_Exercise description_
Please copy every line from the following entries in which the word "elapsed" appears.

_Data for analysis_
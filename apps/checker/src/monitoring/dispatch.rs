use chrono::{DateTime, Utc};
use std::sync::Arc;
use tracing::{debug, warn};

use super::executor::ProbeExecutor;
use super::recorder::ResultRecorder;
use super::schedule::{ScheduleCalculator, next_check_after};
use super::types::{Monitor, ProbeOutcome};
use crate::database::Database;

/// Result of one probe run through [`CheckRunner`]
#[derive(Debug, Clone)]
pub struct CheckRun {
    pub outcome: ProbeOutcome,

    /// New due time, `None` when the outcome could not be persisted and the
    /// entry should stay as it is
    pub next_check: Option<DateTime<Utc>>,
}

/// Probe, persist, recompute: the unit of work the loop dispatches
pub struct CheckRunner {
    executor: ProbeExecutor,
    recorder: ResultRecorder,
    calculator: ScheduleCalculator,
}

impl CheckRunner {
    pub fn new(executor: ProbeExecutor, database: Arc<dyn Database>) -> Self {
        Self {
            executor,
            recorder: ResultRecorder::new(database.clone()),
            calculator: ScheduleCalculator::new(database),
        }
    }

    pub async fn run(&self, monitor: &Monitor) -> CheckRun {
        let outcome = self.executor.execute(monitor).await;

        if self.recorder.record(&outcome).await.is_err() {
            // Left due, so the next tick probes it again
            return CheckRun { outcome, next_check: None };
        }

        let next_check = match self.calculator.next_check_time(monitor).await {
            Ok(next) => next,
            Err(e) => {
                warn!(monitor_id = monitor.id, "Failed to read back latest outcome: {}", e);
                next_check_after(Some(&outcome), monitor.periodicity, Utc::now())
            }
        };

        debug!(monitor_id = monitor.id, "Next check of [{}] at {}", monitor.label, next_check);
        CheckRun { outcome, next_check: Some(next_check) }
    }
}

* * *

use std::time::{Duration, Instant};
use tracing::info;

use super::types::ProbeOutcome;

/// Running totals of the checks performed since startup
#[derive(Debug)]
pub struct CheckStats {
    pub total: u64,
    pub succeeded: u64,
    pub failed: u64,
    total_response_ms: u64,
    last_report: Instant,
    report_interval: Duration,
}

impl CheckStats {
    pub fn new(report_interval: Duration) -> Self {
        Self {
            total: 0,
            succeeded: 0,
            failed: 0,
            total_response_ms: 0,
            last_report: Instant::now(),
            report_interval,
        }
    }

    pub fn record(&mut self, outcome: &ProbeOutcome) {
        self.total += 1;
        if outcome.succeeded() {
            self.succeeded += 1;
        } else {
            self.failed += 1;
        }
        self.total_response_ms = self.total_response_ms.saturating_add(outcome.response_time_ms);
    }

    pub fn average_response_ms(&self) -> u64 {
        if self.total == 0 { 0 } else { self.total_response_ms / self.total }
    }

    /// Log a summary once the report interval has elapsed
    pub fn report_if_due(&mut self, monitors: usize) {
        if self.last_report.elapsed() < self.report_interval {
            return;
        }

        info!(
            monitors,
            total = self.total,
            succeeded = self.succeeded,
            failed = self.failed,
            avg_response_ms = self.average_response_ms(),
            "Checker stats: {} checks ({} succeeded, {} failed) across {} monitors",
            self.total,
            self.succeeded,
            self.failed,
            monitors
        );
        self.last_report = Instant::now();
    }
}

_Result_
    /// Log a summary once the report interval has elapsed
        if self.last_report.elapsed() < self.report_interval {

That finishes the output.